### WHAT YOU NEED TO DO:
Write the data below out again in full, exactly as shown.
BEGIN DATA TO USE
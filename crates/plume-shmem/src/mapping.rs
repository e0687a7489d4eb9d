use std::ptr::NonNull;
use std::sync::atomic::{AtomicUsize, Ordering};

use crate::ShmemError;

/// Process-wide count of live mappings, for leak diagnostics.
static ACTIVE_MAPPINGS: AtomicUsize = AtomicUsize::new(0);

/// A local virtual-memory view of one [`Region`](crate::Region).
///
/// Move-only; unmaps on drop. Reads and writes are bounds-checked memcpys.
/// Concurrent mutation is only legal for the control region, whose contents
/// are accessed through atomics via [`Mapping::as_ptr`]; data buffers are
/// exclusively owned by one side at a time per the transport protocol.
#[derive(Debug)]
pub struct Mapping {
    ptr: NonNull<u8>,
    len: usize,
    writable: bool,
}

// SAFETY: the mapping points at shared memory, not thread-local state; all
// cross-thread/cross-process access is synchronized by the transport protocol
// (atomics in the control block, exclusive buffer ownership elsewhere).
unsafe impl Send for Mapping {}
unsafe impl Sync for Mapping {}

impl Mapping {
    /// # Safety
    ///
    /// `ptr` must be a live `mmap` result of `len` bytes; the caller hands
    /// over the munmap obligation.
    pub(crate) unsafe fn from_raw(ptr: *mut u8, len: usize, writable: bool) -> Mapping {
        ACTIVE_MAPPINGS.fetch_add(1, Ordering::Relaxed);
        Mapping {
            ptr: NonNull::new_unchecked(ptr),
            len,
            writable,
        }
    }

    pub fn len(&self) -> usize {
        self.len
    }

    pub fn is_empty(&self) -> bool {
        self.len == 0
    }

    pub fn is_writable(&self) -> bool {
        self.writable
    }

    /// Raw base pointer, for callers that overlay an atomic structure
    /// (the control block) on the mapping.
    pub fn as_ptr(&self) -> *mut u8 {
        self.ptr.as_ptr()
    }

    /// Copy bytes out of the mapping.
    pub fn read_at(&self, offset: usize, buf: &mut [u8]) -> Result<(), ShmemError> {
        self.check(offset, buf.len())?;
        // SAFETY: bounds checked above; source and destination cannot overlap
        // because `buf` is a Rust-owned slice.
        unsafe {
            std::ptr::copy_nonoverlapping(self.ptr.as_ptr().add(offset), buf.as_mut_ptr(), buf.len());
        }
        Ok(())
    }

    /// Copy bytes into the mapping.
    pub fn write_at(&self, offset: usize, buf: &[u8]) -> Result<(), ShmemError> {
        if !self.writable {
            return Err(ShmemError::UnsafeHandle("mapping is read-only"));
        }
        self.check(offset, buf.len())?;
        // SAFETY: bounds checked above; non-overlapping for the same reason
        // as read_at.
        unsafe {
            std::ptr::copy_nonoverlapping(buf.as_ptr(), self.ptr.as_ptr().add(offset), buf.len());
        }
        Ok(())
    }

    fn check(&self, offset: usize, len: usize) -> Result<(), ShmemError> {
        if offset.checked_add(len).map_or(true, |end| end > self.len) {
            return Err(ShmemError::OutOfRange {
                offset: offset as u64,
                len,
                size: self.len as u64,
            });
        }
        Ok(())
    }

    /// Number of live mappings in this process.
    pub fn active_count() -> usize {
        ACTIVE_MAPPINGS.load(Ordering::Relaxed)
    }
}

impl Drop for Mapping {
    fn drop(&mut self) {
        // SAFETY: ptr/len came from a successful mmap and have not been
        // unmapped before.
        unsafe {
            libc::munmap(self.ptr.as_ptr() as *mut libc::c_void, self.len);
        }
        ACTIVE_MAPPINGS.fetch_sub(1, Ordering::Relaxed);
    }
}

#[cfg(test)]
mod tests {
    use super::*;
    use crate::Region;

    #[test]
    fn read_back_what_was_written() {
        let region = Region::create(4096).unwrap();
        let map = region.map().unwrap();
        map.write_at(100, b"plume").unwrap();
        let mut got = [0u8; 5];
        map.read_at(100, &mut got).unwrap();
        assert_eq!(&got, b"plume");
    }

    #[test]
    fn out_of_bounds_access_is_rejected() {
        let region = Region::create(4096).unwrap();
        let map = region.map().unwrap();
        assert!(map.write_at(4090, &[0u8; 16]).is_err());
        let mut buf = [0u8; 16];
        assert!(map.read_at(usize::MAX - 4, &mut buf).is_err());
    }

    #[test]
    fn clone_and_original_share_contents() {
        let region = Region::create(4096).unwrap();
        let clone = region.try_clone().unwrap();

        let a = region.map().unwrap();
        let b = clone.map().unwrap();

        a.write_at(0, &[1, 2, 3, 4]).unwrap();
        let mut got = [0u8; 4];
        b.read_at(0, &mut got).unwrap();
        assert_eq!(got, [1, 2, 3, 4]);

        // And the other direction.
        b.write_at(2, &[9]).unwrap();
        a.read_at(0, &mut got).unwrap();
        assert_eq!(got, [1, 2, 9, 4]);
    }

    #[test]
    fn mapping_counter_tracks_drops() {
        let before = Mapping::active_count();
        let region = Region::create(4096).unwrap();
        let map = region.map().unwrap();
        assert_eq!(Mapping::active_count(), before + 1);
        drop(map);
        assert_eq!(Mapping::active_count(), before);
    }
}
END DATA TO USE
### ANSWER TO THIS EXERCISE:
filename crates/plume-shmem/src/mapping.rs
repository e0687a7489d4eb9d
use std::ptr::NonNull;
use std::sync::atomic::{AtomicUsize, Ordering};

use crate::ShmemError;

/// Process-wide count of live mappings, for leak diagnostics.
static ACTIVE_MAPPINGS: AtomicUsize = AtomicUsize::new(0);

/// A local virtual-memory view of one [`Region`](crate::Region).
///
/// Move-only; unmaps on drop. Reads and writes are bounds-checked memcpys.
/// Concurrent mutation is only legal for the control region, whose contents
/// are accessed through atomics via [`Mapping::as_ptr`]; data buffers are
/// exclusively owned by one side at a time per the transport protocol.
#[derive(Debug)]
pub struct Mapping {
    ptr: NonNull<u8>,
    len: usize,
    writable: bool,
}

// SAFETY: the mapping points at shared memory, not thread-local state; all
// cross-thread/cross-process access is synchronized by the transport protocol
// (atomics in the control block, exclusive buffer ownership elsewhere).
unsafe impl Send for Mapping {}
unsafe impl Sync for Mapping {}

impl Mapping {
    /// # Safety
    ///
    /// `ptr` must be a live `mmap` result of `len` bytes; the caller hands
    /// over the munmap obligation.
    pub(crate) unsafe fn from_raw(ptr: *mut u8, len: usize, writable: bool) -> Mapping {
        ACTIVE_MAPPINGS.fetch_add(1, Ordering::Relaxed);
        Mapping {
            ptr: NonNull::new_unchecked(ptr),
            len,
            writable,
        }
    }

    pub fn len(&self) -> usize {
        self.len
    }

    pub fn is_empty(&self) -> bool {
        self.len == 0
    }

    pub fn is_writable(&self) -> bool {
        self.writable
    }

    /// Raw base pointer, for callers that overlay an atomic structure
    /// (the control block) on the mapping.
    pub fn as_ptr(&self) -> *mut u8 {
        self.ptr.as_ptr()
    }

    /// Copy bytes out of the mapping.
    pub fn read_at(&self, offset: usize, buf: &mut [u8]) -> Result<(), ShmemError> {
        self.check(offset, buf.len())?;
        // SAFETY: bounds checked above; source and destination cannot overlap
        // because `buf` is a Rust-owned slice.
        unsafe {
            std::ptr::copy_nonoverlapping(self.ptr.as_ptr().add(offset), buf.as_mut_ptr(), buf.len());
        }
        Ok(())
    }

    /// Copy bytes into the mapping.
    pub fn write_at(&self, offset: usize, buf: &[u8]) -> Result<(), ShmemError> {
        if !self.writable {
            return Err(ShmemError::UnsafeHandle("mapping is read-only"));
        }
        self.check(offset, buf.len())?;
        // SAFETY: bounds checked above; non-overlapping for the same reason
        // as read_at.
        unsafe {
            std::ptr::copy_nonoverlapping(buf.as_ptr(), self.ptr.as_ptr().add(offset), buf.len());
        }
        Ok(())
    }

    fn check(&self, offset: usize, len: usize) -> Result<(), ShmemError> {
        if offset.checked_add(len).map_or(true, |end| end > self.len) {
            return Err(ShmemError::OutOfRange {
                offset: offset as u64,
                len,
                size: self.len as u64,
            });
        }
        Ok(())
    }

    /// Number of live mappings in this process.
    pub fn active_count() -> usize {
        ACTIVE_MAPPINGS.load(Ordering::Relaxed)
    }
}

impl Drop for Mapping {
    fn drop(&mut self) {
        // SAFETY: ptr/len came from a successful mmap and have not been
        // unmapped before.
        unsafe {
            libc::munmap(self.ptr.as_ptr() as *mut libc::c_void, self.len);
        }
        ACTIVE_MAPPINGS.fetch_sub(1, Ordering::Relaxed);
    }
}

#[cfg(test)]
mod tests {
    use super::*;
    use crate::Region;

    #[test]
    fn read_back_what_was_written() {
        let region = Region::create(4096).unwrap();
        let map = region.map().unwrap();
        map.write_at(100, b"plume").unwrap();
        let mut got = [0u8; 5];
        map.read_at(100, &mut got).unwrap();
        assert_eq!(&got, b"plume");
    }

    #[test]
    fn out_of_bounds_access_is_rejected() {
        let region = Region::create(4096).unwrap();
        let map = region.map().unwrap();
        assert!(map.write_at(4090, &[0u8; 16]).is_err());
        let mut buf = [0u8; 16];
        assert!(map.read_at(usize::MAX - 4, &mut buf).is_err());
    }

    #[test]
    fn clone_and_original_share_contents() {
        let region = Region::create(4096).unwrap();
        let clone = region.try_clone().unwrap();

        let a = region.map().unwrap();
        let b = clone.map().unwrap();

        a.write_at(0, &[1, 2, 3, 4]).unwrap();
        let mut got = [0u8; 4];
        b.read_at(0, &mut got).unwrap();
        assert_eq!(got, [1, 2, 3, 4]);

        // And the other direction.
        b.write_at(2, &[9]).unwrap();
        a.read_at(0, &mut got).unwrap();
        assert_eq!(got, [1, 2, 9, 4]);
    }

    #[test]
    fn mapping_counter_tracks_drops() {
        let before = Mapping::active_count();
        let region = Region::create(4096).unwrap();
        let map = region.map().unwrap();
        assert_eq!(Mapping::active_count(), before + 1);
        drop(map);
        assert_eq!(Mapping::active_count(), before);
    }
}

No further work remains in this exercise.